Je souhaite à tout le monde d’avoir la chance du métier que j’exerce depuis 30 ans, d’avoir la fidélité que Vincent Lavenu nous accorde. Mon cas particulier n’est pas très important. Ce qui est important pour moi est de laisser l’opportunité aux jeunes de choisir. Je suis très méfiant du côté unique : « le modèle, il est comme ça et vous n’avez pas le choix… ». Je milite pour préserver une alternative et laisser le choix. Beaucoup de jeunes sont encore motivés par leur projet scolaire. D’autre part, si on appliquait la règle actuelle quatre-cinq ans en arrière, on se serait privé de Nans Peters, Clément Champoussin et Benoît Cosnefroy. Je milite pour maintenir la pluralité et la diversité, de laisser au moins un choix…

Quel est l’avenir d’AG2R Citroën U23 Team ?

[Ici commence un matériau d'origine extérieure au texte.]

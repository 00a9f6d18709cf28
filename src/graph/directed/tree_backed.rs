use crate::graph::*;
use std::collections::{BTreeMap, BTreeSet};

/// A directed graph with balanced computational complexity.
///
/// All point queries run in $O(\log n)$, all iterations in amortized $O(1)$,
/// and iterations always follow vertex/edge insertion order.
#[derive(Clone)]
pub struct TreeBackedGraph {
    vid_factory: VertexIdFactory,
    eid_factory: EdgeIdFactory,
    vertices: BTreeSet<VertexId>,
    edges: BTreeMap<EdgeId, (VertexId, VertexId, f64)>,
    in_edges: BTreeSet<(VertexId, VertexId, EdgeId)>,
    out_edges: BTreeSet<(VertexId, VertexId, EdgeId)>,
}

impl DirectedOrNot for TreeBackedGraph {
    const DIRECTED_OR_NOT: bool = true;
}

impl std::fmt::Debug for TreeBackedGraph {
    fn fmt(&self, f: &mut std::fmt::Formatter<'_>) -> std::fmt::Result {
        writeln!(f, "TreeBackedGraph {{")?;
        for v in self.vertices.iter() {
            writeln!(f, "{:?}:", v)?;
            for e in self.out_edges(v) {
                writeln!(f, "  -> {:?} by {:?}", e.sink, e.id)?;
            }
        }
        writeln!(f, "}}")?;
        Ok(())
    }
}

impl TreeBackedGraph {
    fn weight_of(&self, eid: &EdgeId) -> f64 {
        self.edges.get(eid).map(|(_, _, w)| *w).unwrap_or(1.0)
    }
}

impl GrowableGraph for TreeBackedGraph {
    fn new() -> Self {
        Self {
            vid_factory: VertexIdFactory::new(),
            eid_factory: EdgeIdFactory::new(),
            vertices: BTreeSet::new(),
            edges: BTreeMap::new(),
            in_edges: BTreeSet::new(),
            out_edges: BTreeSet::new(),
        }
    }

    fn add_vertex(&mut self) -> VertexId {
        let vid = self.vid_factory.one_more();
        self.vertices.insert(vid);
        vid
    }

    fn add_weighted_edge(&mut self, source: VertexId, sink: VertexId, weight: f64) -> EdgeId {
        debug_assert!(self.vertices.contains(&source));
        debug_assert!(self.vertices.contains(&sink));
        let eid = self.eid_factory.one_more();
        self.edges.insert(eid, (source, sink, weight));
        self.in_edges.insert((sink, source, eid));
        self.out_edges.insert((source, sink, eid));
        eid
    }
}

impl EdgeShrinkableGraph for TreeBackedGraph {
    fn remove_edge(&mut self, edge: &EdgeId) -> Option<Edge> {
        match self.edges.remove(edge) {
            None => None,
            Some((src, snk, weight)) => {
                self.in_edges.remove(&(snk, src, *edge));
                self.out_edges.remove(&(src, snk, *edge));
                Some(Edge {
                    id: *edge,
                    source: src,
                    sink: snk,
                    weight,
                })
            }
        }
    }
}

impl VertexShrinkableGraph for TreeBackedGraph {
    fn remove_vertex(&mut self, vertex: &VertexId) -> Box<dyn Iterator<Item = Edge> + 'static> {
        if !self.vertices.remove(vertex) {
            return Box::new(std::iter::empty());
        }
        let start = (*vertex, VertexId::MIN, EdgeId::MIN);
        let end = (vertex.next(), VertexId::MIN, EdgeId::MIN);
        let ins = self.in_edges.range(start..end).map(|(snk, src, edge)| Edge {
            id: *edge,
            source: *src,
            sink: *snk,
            weight: 1.0,
        });
        let outs = self
            .out_edges
            .range(start..end)
            .map(|(src, snk, edge)| Edge {
                id: *edge,
                source: *src,
                sink: *snk,
                weight: 1.0,
            });
        let res: BTreeSet<_> = ins
            .chain(outs)
            .collect::<BTreeSet<_>>()
            .into_iter()
            .map(|e| Edge {
                weight: self.weight_of(&e.id),
                ..e
            })
            .collect();
        for x in res.iter() {
            self.remove_edge(&x.id);
        }
        Box::new(res.into_iter())
    }
}

impl QueryableGraph for TreeBackedGraph {
    fn vertex_size(&self) -> usize {
        self.vertices.len()
    }

    fn iter_vertices(&self) -> Box<dyn Iterator<Item = VertexId> + '_> {
        Box::new(self.vertices.iter().copied())
    }

    fn contains_vertex(&self, v: &VertexId) -> bool {
        self.vertices.contains(v)
    }

    fn edge_size(&self) -> usize {
        self.edges.len()
    }

    fn iter_edges(&self) -> Box<dyn Iterator<Item = Edge> + '_> {
        Box::new(self.edges.iter().map(|(e, (src, snk, w))| Edge {
            id: *e,
            source: *src,
            sink: *snk,
            weight: *w,
        }))
    }

    fn contains_edge(&self, e: &EdgeId) -> bool {
        self.edges.contains_key(e)
    }

    fn find_edge(&self, e: &EdgeId) -> Option<Edge> {
        self.edges.get(e).map(|(src, snk, w)| Edge {
            id: *e,
            source: *src,
            sink: *snk,
            weight: *w,
        })
    }

    fn in_edges(&self, v: &VertexId) -> Box<dyn Iterator<Item = Edge> + '_> {
        let start = (*v, VertexId::MIN, EdgeId::MIN);
        let end = (v.next(), VertexId::MIN, EdgeId::MIN);
        let it = self.in_edges.range(start..end).map(|(snk, src, e)| Edge {
            id: *e,
            source: *src,
            sink: *snk,
            weight: self.weight_of(e),
        });
        Box::new(it)
    }

    fn out_edges(&self, v: &VertexId) -> Box<dyn Iterator<Item = Edge> + '_> {
        let start = (*v, VertexId::MIN, EdgeId::MIN);
        let end = (v.next(), VertexId::MIN, EdgeId::MIN);
        let it = self.out_edges.range(start..end).map(|(src, snk, e)| Edge {
            id: *e,
            source: *src,
            sink: *snk,
            weight: self.weight_of(e),
        });
        Box::new(it)
    }

    fn edges_connecting<'a, 'b>(
        &'a self,
        source: &'b VertexId,
        sink: &'b VertexId,
    ) -> Box<dyn Iterator<Item = Edge> + 'a> {
        let source = *source;
        let sink = *sink;
        let start = (source, sink, EdgeId::MIN);
        let end = (source, sink, EdgeId::MAX);
        let it = self.out_edges.range(start..=end).map(move |(_, _, eid)| Edge {
            id: *eid,
            source,
            sink,
            weight: self.weight_of(eid),
        });
        Box::new(it)
    }
}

Notre vocation est articulée autour de la biqualification. Aujourd’hui, c’est indéniable, on ne peut pas contester qu’il y a un rajeunissement de la performance. Ce n’est pas que dans le cyclisme, c’est valable dans le tennis, le rugby… Si on veut que le modèle perdure, il faut le faire évoluer. Quand les équipes WorldTour font une Continentale, ça peut être présenté comme une filière de formation. La réalité est que ce sont des coureurs qui viennent suppléer l’effectif de la WorldTeam et soulager le calendrier de leurs leaders. L’objectif de la Continentale reste d’aller pouvoir courir avec la WorldTeam, c’est la motivation première. Dans le format Continentale, il y a peu de place qui est laissée à la scolarité, voire pas du tout. Le modèle doit évoluer si on veut le faire perdurer. Mais la solution, on ne l’a pas aujourd’hui.